The line containing "let target = to.replace('%', side);" marks the end: restate word for word every line from the first line of the entries below through that one.

(Collected data)
---

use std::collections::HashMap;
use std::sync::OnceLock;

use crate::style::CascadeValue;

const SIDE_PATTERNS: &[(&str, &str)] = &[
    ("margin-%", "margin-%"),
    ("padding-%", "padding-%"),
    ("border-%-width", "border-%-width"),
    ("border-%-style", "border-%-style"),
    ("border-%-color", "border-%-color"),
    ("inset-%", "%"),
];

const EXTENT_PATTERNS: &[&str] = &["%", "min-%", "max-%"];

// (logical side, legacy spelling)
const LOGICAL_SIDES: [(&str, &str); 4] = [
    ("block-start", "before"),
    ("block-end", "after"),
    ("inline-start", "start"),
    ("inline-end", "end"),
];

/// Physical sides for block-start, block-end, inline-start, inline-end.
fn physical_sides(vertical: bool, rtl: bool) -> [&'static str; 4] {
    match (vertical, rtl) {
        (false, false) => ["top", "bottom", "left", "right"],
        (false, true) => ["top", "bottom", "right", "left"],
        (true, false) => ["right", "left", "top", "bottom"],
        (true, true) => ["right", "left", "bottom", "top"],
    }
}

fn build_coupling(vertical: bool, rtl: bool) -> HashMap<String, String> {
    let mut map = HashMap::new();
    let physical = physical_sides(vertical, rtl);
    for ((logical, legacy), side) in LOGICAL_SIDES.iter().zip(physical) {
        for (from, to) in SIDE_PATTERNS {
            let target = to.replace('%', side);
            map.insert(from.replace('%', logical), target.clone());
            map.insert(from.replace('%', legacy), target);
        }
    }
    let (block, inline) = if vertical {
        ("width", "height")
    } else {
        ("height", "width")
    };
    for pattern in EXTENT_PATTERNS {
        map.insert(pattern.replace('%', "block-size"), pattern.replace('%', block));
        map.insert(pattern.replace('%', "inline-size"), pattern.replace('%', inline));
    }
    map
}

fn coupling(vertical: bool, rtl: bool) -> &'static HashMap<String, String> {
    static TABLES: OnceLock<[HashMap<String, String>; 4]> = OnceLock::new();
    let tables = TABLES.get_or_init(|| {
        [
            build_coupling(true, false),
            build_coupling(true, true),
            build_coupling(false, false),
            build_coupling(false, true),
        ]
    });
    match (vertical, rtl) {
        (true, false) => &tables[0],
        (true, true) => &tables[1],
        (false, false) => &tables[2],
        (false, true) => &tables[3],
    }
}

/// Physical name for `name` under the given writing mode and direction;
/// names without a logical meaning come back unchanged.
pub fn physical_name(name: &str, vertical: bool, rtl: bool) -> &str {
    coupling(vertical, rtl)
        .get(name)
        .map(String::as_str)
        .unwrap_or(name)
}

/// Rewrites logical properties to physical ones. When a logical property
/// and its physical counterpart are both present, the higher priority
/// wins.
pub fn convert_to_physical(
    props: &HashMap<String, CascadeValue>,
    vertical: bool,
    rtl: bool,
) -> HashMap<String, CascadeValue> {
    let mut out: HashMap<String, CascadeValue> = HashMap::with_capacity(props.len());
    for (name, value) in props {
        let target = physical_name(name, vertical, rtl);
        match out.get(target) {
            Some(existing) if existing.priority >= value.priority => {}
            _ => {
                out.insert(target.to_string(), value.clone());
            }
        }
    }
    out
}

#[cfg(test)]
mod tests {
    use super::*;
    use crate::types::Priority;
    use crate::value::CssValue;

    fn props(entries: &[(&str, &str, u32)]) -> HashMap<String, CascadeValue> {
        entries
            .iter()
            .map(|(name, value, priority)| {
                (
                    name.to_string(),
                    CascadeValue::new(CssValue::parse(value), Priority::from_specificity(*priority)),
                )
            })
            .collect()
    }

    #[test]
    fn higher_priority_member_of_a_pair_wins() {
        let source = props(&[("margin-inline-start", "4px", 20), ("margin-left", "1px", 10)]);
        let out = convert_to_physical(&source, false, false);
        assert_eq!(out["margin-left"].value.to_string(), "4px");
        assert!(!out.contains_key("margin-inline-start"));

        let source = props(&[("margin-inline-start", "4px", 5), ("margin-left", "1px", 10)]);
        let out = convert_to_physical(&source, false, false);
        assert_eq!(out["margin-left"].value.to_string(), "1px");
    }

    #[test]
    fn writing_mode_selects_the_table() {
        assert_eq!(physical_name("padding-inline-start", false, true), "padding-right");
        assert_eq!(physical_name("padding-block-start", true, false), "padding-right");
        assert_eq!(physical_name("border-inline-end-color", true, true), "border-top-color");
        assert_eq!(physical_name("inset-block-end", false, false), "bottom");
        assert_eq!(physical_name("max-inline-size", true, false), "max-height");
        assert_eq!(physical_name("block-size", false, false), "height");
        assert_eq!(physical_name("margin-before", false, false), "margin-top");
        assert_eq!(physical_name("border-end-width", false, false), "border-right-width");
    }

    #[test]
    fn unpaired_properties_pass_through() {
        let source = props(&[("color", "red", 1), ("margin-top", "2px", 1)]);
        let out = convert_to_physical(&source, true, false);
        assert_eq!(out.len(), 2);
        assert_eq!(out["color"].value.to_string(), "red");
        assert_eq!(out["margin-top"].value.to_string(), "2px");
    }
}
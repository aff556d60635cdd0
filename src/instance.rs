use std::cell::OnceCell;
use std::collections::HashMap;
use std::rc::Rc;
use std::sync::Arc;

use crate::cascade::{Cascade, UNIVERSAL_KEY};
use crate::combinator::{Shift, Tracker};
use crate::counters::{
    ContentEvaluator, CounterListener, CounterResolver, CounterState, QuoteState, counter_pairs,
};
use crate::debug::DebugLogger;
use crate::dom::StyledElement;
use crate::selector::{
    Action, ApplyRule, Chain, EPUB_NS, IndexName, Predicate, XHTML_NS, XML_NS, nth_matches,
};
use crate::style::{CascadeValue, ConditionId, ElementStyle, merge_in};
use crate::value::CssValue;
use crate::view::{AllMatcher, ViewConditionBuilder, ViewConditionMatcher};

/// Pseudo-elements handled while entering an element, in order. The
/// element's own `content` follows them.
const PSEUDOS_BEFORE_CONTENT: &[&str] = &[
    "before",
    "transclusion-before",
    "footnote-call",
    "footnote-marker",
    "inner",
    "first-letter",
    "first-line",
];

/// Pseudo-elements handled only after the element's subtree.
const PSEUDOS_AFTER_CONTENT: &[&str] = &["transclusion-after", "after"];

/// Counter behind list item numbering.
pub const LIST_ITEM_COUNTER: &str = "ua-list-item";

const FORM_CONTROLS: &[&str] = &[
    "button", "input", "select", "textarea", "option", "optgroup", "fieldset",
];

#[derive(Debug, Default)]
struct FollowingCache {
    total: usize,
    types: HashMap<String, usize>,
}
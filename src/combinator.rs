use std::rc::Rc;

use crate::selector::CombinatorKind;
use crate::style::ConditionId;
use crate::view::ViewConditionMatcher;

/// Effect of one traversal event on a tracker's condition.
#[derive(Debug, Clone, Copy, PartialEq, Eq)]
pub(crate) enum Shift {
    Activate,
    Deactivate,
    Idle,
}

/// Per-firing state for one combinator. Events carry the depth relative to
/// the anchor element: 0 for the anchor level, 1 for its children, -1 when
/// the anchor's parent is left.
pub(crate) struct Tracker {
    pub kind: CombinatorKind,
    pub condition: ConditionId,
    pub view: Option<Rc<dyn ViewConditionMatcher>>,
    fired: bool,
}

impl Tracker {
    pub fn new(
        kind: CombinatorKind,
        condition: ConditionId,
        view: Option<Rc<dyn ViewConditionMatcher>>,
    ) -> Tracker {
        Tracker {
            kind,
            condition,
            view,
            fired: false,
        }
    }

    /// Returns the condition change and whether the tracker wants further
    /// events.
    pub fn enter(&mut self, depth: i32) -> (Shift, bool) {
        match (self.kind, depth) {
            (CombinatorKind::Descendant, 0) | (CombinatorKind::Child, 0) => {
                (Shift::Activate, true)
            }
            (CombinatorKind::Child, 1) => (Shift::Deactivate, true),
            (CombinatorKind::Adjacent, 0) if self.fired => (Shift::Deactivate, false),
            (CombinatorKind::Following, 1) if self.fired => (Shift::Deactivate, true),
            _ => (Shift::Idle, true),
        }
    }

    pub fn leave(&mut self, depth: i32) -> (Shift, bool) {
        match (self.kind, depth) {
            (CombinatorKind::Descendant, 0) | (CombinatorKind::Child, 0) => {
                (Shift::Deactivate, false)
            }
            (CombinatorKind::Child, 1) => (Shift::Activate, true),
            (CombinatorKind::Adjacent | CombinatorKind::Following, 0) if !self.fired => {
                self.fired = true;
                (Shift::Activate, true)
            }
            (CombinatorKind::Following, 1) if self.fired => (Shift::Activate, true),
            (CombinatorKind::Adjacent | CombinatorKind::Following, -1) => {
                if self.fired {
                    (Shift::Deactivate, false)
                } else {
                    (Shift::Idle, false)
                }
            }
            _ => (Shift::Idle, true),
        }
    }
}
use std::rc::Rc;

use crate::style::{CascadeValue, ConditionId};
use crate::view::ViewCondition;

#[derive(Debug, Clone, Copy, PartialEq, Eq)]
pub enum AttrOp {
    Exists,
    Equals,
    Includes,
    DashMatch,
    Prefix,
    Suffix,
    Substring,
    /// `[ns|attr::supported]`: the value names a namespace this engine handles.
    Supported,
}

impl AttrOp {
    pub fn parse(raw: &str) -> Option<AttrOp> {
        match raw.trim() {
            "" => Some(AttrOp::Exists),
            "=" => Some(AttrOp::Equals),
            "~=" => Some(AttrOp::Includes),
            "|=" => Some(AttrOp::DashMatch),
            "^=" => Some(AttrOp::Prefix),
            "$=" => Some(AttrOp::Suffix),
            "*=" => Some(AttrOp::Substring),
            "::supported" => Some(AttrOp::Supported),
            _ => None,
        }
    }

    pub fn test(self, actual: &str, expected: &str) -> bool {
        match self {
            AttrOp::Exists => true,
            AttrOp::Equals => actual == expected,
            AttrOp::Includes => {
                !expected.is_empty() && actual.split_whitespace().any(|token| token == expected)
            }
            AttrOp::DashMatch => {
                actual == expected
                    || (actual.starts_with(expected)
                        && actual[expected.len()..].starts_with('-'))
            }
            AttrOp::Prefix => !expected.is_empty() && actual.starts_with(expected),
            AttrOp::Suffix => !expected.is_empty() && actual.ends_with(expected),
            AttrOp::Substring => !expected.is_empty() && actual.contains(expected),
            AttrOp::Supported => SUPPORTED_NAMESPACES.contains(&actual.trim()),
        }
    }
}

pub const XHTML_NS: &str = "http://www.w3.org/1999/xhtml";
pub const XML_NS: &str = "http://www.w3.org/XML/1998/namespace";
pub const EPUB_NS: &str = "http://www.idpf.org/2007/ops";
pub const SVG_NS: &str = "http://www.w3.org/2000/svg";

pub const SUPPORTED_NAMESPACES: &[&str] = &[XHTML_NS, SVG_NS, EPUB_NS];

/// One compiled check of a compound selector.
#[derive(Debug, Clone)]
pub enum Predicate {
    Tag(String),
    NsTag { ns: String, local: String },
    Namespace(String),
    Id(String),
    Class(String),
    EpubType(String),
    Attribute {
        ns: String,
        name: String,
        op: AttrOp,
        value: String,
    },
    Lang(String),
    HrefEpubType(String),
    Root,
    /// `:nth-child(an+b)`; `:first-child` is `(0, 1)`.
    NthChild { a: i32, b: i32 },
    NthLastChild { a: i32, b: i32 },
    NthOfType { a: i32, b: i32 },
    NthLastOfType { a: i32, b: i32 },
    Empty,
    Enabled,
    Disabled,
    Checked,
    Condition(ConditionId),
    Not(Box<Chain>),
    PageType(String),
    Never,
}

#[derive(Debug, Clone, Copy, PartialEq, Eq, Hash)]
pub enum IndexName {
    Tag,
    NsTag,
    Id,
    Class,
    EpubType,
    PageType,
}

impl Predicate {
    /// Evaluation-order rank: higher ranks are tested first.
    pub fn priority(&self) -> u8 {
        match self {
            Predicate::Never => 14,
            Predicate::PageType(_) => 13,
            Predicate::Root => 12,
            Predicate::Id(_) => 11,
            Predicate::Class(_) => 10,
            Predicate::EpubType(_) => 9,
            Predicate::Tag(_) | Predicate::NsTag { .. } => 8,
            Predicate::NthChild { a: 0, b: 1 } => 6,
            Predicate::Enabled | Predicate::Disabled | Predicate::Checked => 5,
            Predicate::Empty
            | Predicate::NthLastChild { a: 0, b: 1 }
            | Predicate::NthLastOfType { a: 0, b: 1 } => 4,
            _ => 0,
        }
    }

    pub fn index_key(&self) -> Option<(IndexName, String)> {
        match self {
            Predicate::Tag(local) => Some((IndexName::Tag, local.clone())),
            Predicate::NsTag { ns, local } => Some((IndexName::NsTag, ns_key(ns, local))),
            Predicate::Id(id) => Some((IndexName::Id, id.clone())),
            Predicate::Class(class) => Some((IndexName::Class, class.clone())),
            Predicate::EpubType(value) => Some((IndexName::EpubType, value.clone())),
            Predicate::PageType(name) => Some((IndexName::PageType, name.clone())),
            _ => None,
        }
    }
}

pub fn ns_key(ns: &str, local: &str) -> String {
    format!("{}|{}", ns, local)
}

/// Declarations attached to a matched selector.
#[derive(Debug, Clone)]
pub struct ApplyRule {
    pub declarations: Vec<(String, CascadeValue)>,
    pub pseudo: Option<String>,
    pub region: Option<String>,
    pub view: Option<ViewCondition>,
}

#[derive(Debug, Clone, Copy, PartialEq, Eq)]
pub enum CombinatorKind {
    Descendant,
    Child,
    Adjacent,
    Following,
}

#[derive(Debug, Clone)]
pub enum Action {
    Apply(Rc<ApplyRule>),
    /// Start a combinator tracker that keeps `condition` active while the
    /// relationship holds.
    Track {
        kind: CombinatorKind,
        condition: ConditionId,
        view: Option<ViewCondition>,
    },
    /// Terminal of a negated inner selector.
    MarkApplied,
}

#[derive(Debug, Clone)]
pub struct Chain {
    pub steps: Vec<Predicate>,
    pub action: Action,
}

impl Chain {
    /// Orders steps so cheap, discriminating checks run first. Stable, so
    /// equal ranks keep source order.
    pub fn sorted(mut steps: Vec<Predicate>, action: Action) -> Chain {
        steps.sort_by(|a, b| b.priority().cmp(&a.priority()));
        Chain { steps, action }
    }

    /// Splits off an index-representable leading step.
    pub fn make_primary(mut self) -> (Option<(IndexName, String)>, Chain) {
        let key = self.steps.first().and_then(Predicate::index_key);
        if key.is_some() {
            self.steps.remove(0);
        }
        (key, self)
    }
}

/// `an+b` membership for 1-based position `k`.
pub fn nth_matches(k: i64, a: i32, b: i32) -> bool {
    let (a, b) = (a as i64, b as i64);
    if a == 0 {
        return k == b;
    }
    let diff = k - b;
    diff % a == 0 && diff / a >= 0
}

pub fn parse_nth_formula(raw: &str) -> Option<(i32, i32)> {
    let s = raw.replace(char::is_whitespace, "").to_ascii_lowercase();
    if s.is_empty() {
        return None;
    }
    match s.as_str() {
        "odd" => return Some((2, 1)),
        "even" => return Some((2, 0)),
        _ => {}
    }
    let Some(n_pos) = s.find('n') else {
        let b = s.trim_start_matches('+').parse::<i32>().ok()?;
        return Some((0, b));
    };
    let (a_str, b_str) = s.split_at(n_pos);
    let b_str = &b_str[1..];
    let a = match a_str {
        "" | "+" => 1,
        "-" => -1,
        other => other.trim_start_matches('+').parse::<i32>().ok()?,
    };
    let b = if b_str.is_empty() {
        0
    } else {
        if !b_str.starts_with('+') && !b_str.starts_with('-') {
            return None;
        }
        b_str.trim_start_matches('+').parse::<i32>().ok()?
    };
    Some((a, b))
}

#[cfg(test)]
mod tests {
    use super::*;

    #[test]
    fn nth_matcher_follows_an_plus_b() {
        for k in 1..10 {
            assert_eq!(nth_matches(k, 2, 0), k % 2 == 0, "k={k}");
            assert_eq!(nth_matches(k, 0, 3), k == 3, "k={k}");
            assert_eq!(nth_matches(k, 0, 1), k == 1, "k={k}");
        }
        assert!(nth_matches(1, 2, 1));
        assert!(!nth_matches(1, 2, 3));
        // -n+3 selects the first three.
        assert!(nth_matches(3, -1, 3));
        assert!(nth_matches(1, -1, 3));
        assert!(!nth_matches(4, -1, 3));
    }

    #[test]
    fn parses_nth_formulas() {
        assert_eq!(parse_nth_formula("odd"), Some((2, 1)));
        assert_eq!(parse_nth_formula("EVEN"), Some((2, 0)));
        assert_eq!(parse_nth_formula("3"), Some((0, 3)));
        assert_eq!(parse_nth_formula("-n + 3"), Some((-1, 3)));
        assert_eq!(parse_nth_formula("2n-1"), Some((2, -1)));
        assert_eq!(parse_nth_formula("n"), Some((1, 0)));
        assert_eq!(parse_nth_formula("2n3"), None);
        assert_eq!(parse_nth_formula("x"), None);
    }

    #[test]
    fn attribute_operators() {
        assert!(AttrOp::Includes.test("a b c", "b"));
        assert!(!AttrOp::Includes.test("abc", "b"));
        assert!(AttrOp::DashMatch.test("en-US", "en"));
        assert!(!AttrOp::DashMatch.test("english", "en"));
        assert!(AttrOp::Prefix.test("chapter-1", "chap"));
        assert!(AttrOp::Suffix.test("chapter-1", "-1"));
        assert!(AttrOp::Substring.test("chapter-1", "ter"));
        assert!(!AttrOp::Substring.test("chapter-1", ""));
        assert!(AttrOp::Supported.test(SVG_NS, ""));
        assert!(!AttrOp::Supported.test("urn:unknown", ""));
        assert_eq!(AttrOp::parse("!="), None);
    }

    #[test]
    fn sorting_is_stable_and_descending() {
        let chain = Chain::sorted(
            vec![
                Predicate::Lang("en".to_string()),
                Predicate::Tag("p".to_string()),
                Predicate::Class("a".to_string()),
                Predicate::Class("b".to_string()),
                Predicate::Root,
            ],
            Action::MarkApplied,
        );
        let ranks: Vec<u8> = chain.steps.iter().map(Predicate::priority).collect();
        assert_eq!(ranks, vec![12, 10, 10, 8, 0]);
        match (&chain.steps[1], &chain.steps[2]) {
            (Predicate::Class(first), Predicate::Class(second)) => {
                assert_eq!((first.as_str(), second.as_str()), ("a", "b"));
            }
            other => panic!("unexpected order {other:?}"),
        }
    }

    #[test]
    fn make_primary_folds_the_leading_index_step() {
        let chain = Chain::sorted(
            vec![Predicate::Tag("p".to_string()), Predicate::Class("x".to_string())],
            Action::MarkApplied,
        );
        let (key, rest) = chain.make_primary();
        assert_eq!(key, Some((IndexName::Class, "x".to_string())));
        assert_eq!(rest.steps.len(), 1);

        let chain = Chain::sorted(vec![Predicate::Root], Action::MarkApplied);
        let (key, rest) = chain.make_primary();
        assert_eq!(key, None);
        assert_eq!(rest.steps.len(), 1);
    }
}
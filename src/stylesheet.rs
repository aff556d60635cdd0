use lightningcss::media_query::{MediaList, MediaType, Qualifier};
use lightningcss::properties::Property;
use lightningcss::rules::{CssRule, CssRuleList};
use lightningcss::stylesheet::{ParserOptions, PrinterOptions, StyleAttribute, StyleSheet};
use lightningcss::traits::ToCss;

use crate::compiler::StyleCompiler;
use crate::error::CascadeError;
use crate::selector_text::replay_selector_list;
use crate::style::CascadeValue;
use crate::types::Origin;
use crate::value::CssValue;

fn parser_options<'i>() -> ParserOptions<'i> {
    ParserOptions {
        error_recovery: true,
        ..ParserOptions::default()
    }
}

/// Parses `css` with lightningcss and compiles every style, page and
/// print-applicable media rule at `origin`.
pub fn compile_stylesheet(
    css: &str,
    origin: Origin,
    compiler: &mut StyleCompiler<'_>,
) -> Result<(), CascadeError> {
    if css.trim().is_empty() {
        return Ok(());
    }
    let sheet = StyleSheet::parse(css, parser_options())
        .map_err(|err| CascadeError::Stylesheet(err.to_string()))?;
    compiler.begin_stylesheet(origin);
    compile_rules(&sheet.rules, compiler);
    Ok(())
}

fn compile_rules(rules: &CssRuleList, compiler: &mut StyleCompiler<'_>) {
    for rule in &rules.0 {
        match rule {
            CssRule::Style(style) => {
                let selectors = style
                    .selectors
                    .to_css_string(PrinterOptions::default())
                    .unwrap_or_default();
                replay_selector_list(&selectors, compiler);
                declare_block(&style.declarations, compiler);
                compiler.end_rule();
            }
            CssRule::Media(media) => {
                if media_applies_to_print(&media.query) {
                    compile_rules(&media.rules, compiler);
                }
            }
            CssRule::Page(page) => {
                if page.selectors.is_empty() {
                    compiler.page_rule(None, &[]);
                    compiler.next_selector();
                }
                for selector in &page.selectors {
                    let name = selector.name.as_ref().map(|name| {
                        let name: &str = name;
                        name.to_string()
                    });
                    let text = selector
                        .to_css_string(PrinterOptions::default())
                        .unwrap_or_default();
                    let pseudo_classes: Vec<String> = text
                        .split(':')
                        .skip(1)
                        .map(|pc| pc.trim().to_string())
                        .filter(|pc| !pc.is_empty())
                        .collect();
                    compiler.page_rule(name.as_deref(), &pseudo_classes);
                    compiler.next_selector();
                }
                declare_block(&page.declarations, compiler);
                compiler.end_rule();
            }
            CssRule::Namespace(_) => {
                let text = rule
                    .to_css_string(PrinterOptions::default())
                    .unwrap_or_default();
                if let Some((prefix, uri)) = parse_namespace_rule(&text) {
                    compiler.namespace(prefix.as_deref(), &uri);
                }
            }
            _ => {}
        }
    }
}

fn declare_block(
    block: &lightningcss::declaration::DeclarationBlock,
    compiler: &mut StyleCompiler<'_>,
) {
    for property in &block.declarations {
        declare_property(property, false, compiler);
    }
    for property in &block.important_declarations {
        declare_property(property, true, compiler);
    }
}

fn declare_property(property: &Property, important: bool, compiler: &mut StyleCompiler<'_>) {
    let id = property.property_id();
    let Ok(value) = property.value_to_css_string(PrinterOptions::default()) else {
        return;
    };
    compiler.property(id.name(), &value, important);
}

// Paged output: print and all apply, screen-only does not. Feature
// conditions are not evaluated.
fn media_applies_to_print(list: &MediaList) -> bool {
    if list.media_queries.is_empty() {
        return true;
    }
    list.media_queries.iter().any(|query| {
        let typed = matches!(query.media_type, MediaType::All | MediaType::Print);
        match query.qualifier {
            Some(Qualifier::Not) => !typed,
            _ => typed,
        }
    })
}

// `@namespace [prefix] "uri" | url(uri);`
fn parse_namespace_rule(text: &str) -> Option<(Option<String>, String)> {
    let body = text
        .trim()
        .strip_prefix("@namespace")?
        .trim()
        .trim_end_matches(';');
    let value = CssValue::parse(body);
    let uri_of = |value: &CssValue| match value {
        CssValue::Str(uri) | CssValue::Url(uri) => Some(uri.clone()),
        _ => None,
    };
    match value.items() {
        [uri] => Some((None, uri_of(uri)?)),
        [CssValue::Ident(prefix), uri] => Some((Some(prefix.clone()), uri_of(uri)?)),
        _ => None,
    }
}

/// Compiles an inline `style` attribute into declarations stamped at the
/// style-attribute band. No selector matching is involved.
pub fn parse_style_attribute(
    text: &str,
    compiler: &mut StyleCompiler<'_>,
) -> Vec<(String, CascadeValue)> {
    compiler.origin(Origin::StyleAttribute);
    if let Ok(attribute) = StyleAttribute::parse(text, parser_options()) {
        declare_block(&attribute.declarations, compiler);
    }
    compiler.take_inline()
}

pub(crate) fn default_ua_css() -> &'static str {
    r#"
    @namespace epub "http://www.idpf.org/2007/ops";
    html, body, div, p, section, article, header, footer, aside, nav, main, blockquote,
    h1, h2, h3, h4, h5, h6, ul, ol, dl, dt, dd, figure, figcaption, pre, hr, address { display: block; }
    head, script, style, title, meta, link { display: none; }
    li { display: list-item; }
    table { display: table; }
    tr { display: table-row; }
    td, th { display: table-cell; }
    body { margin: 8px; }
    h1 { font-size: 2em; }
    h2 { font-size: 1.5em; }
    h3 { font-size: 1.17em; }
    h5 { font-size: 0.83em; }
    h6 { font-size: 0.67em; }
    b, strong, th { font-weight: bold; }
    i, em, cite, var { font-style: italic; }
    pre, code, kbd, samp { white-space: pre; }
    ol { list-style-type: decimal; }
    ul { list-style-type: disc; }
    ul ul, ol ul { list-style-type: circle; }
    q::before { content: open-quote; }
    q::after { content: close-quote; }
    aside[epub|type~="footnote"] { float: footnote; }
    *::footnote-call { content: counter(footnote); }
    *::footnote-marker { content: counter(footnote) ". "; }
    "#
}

---

● **Task response**
use std::collections::HashMap;
use std::sync::OnceLock;

use crate::style::CascadeValue;

const SIDE_PATTERNS: &[(&str, &str)] = &[
    ("margin-%", "margin-%"),
    ("padding-%", "padding-%"),
    ("border-%-width", "border-%-width"),
    ("border-%-style", "border-%-style"),
    ("border-%-color", "border-%-color"),
    ("inset-%", "%"),
];

const EXTENT_PATTERNS: &[&str] = &["%", "min-%", "max-%"];

// (logical side, legacy spelling)
const LOGICAL_SIDES: [(&str, &str); 4] = [
    ("block-start", "before"),
    ("block-end", "after"),
    ("inline-start", "start"),
    ("inline-end", "end"),
];

/// Physical sides for block-start, block-end, inline-start, inline-end.
fn physical_sides(vertical: bool, rtl: bool) -> [&'static str; 4] {
    match (vertical, rtl) {
        (false, false) => ["top", "bottom", "left", "right"],
        (false, true) => ["top", "bottom", "right", "left"],
        (true, false) => ["right", "left", "top", "bottom"],
        (true, true) => ["right", "left", "bottom", "top"],
    }
}

fn build_coupling(vertical: bool, rtl: bool) -> HashMap<String, String> {
    let mut map = HashMap::new();
    let physical = physical_sides(vertical, rtl);
    for ((logical, legacy), side) in LOGICAL_SIDES.iter().zip(physical) {
        for (from, to) in SIDE_PATTERNS {
            let target = to.replace('%', side);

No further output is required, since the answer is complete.